** What you should do **
Repeat the line that contains "if bytes >= GB" exactly, along with each following line up to and including the last line of the entries.

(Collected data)
::::::::

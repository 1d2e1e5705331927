use crate::error::MemoryError;

pub const KB: u64 = 1024;
pub const MB: u64 = 1024 * KB;
pub const GB: u64 = 1024 * MB;

/// Parse a human-friendly byte size such as `512`, `64KiB`, `256MB` or `1.5G`.
///
/// Suffixes are case-insensitive and always binary (`1K == 1024`). A bare
/// number is a byte count.
pub fn parse_byte_size(input: &str) -> Result<u64, MemoryError> {
    let invalid = |reason: &str| MemoryError::InvalidByteSize {
        input: input.to_string(),
        reason: reason.to_string(),
    };

    let trimmed = input.trim();
    if trimmed.is_empty() {
        return Err(invalid("empty value"));
    }

    let split = trimmed
        .find(|c: char| !(c.is_ascii_digit() || c == '.'))
        .unwrap_or(trimmed.len());
    let (number, suffix) = trimmed.split_at(split);
    if number.is_empty() {
        return Err(invalid("missing numeric value"));
    }

    let multiplier = match suffix.trim().to_ascii_lowercase().as_str() {
        "" | "b" => 1,
        "k" | "kb" | "kib" => KB,
        "m" | "mb" | "mib" => MB,
        "g" | "gb" | "gib" => GB,
        "t" | "tb" | "tib" => GB * 1024,
        _ => return Err(invalid("unknown unit suffix")),
    };

    if let Ok(whole) = number.parse::<u64>() {
        return whole
            .checked_mul(multiplier)
            .ok_or_else(|| invalid("value overflows u64"));
    }

    let fractional = number
        .parse::<f64>()
        .map_err(|_| invalid("not a number"))?;
    let bytes = fractional * multiplier as f64;
    if !bytes.is_finite() || bytes >= u64::MAX as f64 {
        return Err(invalid("value overflows u64"));
    }
    Ok(bytes.round() as u64)
}

/// Render a byte count with a binary unit, for logs and CLI output.
pub fn format_bytes(bytes: u64) -> String {
    if bytes >= GB {
        format!("{:.2} GiB", bytes as f64 / GB as f64)
    } else if bytes >= MB {
        format!("{:.1} MiB", bytes as f64 / MB as f64)
    } else if bytes >= KB {
        format!("{:.1} KiB", bytes as f64 / KB as f64)
    } else {
        format!("{bytes} B")
    }
}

::::::::

** Answer for the task **
    if bytes >= GB {
        format!("{:.2} GiB", bytes as f64 / GB as f64)
    } else if bytes >= MB {
        format!("{:.1} MiB", bytes as f64 / MB as f64)
    } else if bytes >= KB {
        format!("{:.1} KiB", bytes as f64 / KB as f64)
    } else {
        format!("{bytes} B")
    }
}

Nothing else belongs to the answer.